**Task**
Find the word "null" in the data. Return every line where it appears.

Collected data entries

┄┄┄┄┄┄┄┄┄┄

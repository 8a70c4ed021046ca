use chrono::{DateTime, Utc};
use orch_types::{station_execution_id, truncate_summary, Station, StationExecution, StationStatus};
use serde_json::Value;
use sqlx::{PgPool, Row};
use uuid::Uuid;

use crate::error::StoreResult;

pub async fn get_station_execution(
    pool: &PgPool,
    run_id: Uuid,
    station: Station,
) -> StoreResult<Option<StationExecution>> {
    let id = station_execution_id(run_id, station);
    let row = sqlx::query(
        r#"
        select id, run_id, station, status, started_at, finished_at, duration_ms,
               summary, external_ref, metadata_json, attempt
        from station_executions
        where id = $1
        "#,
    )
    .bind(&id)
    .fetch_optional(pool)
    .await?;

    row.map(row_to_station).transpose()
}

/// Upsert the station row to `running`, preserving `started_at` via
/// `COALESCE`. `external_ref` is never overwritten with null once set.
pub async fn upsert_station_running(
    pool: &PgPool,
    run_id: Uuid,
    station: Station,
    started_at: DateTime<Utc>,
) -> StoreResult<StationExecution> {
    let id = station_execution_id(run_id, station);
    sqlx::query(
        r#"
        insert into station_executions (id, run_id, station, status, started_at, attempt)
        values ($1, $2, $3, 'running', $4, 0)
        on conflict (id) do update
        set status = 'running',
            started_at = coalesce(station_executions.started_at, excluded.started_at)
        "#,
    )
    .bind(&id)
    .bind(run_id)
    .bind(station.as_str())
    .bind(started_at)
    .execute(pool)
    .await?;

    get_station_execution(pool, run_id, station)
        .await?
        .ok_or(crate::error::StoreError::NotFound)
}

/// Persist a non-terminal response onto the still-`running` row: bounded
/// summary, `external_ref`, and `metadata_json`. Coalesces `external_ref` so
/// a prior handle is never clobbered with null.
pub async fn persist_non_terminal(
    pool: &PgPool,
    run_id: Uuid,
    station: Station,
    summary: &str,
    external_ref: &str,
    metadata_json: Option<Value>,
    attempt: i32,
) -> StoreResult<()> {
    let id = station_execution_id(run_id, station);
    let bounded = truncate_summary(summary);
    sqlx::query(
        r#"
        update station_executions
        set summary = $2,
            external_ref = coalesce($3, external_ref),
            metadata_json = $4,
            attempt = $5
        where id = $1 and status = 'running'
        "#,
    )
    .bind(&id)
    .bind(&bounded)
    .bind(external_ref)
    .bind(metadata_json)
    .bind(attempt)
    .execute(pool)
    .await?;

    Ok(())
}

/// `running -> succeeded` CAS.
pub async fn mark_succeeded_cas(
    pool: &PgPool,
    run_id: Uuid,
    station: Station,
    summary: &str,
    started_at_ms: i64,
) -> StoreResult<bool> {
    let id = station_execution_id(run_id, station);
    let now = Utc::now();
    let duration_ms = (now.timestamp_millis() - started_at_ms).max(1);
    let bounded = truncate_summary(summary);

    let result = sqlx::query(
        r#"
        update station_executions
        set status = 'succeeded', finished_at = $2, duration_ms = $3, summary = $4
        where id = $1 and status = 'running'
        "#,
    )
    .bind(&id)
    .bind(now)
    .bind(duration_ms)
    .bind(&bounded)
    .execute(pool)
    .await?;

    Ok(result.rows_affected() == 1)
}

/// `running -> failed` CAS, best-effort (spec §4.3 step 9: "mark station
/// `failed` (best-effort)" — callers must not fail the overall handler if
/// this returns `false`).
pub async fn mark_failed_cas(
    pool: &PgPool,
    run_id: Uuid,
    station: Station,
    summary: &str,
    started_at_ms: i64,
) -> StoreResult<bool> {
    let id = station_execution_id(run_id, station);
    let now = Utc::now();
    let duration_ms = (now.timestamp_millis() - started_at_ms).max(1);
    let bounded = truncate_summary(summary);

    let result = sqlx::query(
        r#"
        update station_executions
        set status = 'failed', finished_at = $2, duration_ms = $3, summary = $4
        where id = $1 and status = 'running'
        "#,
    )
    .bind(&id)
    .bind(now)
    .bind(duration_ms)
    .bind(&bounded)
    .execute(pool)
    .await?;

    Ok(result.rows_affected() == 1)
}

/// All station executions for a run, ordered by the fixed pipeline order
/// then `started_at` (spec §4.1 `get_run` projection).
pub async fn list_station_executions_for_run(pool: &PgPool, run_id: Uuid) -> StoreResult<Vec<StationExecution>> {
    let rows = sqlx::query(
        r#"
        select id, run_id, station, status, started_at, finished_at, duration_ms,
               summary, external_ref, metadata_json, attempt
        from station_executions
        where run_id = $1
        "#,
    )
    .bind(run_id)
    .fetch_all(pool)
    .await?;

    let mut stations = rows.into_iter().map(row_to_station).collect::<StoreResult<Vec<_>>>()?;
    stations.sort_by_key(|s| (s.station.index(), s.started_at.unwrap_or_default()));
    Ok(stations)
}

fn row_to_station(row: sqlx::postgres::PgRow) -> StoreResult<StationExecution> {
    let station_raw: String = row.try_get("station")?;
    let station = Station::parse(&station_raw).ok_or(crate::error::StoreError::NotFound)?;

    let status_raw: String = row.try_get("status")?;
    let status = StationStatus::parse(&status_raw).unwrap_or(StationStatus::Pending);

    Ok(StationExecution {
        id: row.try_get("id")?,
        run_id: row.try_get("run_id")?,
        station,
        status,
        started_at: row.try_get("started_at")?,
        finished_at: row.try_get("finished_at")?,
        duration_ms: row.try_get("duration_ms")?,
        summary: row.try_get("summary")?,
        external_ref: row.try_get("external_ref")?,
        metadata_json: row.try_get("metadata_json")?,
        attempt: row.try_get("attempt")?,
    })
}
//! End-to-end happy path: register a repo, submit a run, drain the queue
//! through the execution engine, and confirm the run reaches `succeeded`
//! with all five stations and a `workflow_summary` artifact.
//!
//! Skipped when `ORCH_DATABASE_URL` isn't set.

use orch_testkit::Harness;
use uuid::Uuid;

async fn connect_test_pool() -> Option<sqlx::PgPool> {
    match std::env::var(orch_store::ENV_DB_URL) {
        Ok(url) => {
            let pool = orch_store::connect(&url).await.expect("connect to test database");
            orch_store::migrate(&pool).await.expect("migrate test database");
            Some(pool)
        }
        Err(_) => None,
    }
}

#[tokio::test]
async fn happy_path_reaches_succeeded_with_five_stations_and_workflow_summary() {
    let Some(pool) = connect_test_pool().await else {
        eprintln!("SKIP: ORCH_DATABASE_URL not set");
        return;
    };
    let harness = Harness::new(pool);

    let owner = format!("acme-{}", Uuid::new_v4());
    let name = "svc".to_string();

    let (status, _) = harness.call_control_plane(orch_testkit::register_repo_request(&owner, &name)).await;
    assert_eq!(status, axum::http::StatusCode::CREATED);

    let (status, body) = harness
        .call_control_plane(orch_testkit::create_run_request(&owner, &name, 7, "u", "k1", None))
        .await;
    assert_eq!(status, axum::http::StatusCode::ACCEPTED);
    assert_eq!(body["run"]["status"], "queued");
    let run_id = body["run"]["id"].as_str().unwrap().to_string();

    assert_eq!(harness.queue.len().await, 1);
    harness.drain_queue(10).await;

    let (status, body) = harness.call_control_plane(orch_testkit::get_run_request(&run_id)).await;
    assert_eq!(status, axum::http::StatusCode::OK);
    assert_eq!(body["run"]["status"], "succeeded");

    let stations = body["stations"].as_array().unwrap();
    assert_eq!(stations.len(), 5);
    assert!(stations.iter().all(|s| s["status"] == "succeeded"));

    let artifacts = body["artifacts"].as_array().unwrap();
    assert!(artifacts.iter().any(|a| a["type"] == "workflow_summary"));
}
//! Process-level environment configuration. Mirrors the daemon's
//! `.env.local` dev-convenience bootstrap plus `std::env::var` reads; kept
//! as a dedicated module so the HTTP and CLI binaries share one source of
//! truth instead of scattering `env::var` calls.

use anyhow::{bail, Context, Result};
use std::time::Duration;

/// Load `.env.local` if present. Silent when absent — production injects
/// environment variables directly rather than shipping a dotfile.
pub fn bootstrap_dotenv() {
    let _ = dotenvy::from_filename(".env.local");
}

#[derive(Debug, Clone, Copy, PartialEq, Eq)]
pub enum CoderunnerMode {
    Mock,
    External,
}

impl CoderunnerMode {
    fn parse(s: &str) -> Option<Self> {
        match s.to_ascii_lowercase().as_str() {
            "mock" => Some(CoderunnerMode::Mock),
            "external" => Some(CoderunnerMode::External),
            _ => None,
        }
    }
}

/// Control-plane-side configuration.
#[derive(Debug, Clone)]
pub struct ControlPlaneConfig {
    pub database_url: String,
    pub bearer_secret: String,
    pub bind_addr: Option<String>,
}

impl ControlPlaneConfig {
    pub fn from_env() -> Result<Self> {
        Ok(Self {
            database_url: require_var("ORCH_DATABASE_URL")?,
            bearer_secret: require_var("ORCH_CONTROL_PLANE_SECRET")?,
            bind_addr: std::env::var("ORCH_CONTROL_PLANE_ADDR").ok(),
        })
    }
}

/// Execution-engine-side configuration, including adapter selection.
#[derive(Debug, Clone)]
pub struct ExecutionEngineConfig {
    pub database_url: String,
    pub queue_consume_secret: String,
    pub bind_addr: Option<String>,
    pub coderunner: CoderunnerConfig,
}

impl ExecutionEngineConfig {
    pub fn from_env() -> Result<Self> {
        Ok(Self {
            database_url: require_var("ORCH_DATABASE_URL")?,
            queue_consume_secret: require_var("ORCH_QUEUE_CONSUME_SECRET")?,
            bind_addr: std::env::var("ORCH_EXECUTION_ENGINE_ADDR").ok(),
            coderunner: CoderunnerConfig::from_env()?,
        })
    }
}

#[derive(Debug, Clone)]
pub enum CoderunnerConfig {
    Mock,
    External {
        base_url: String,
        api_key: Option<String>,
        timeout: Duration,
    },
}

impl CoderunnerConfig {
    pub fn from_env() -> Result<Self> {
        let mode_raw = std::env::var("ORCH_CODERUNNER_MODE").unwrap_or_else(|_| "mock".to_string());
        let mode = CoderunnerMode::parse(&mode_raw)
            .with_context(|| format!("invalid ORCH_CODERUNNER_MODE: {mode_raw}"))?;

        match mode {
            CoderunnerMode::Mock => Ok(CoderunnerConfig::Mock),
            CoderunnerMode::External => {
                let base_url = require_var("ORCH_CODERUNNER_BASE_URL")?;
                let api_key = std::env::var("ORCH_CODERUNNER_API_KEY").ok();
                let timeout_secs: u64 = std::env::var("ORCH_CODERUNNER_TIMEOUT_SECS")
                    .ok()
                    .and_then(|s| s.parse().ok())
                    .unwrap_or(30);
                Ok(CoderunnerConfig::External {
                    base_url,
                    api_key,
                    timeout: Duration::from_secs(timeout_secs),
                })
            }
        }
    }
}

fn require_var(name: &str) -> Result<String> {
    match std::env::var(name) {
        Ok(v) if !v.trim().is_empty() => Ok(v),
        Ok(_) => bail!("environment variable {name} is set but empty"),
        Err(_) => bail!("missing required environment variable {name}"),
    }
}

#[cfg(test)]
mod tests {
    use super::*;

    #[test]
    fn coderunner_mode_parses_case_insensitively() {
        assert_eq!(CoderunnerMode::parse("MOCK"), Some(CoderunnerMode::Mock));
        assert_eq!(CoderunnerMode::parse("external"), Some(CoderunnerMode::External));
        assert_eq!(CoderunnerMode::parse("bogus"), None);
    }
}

┄┄┄┄┄┄┄┄┄┄

**Output for this exercise**
/// `COALESCE`. `external_ref` is never overwritten with null once set.
/// a prior handle is never clobbered with null.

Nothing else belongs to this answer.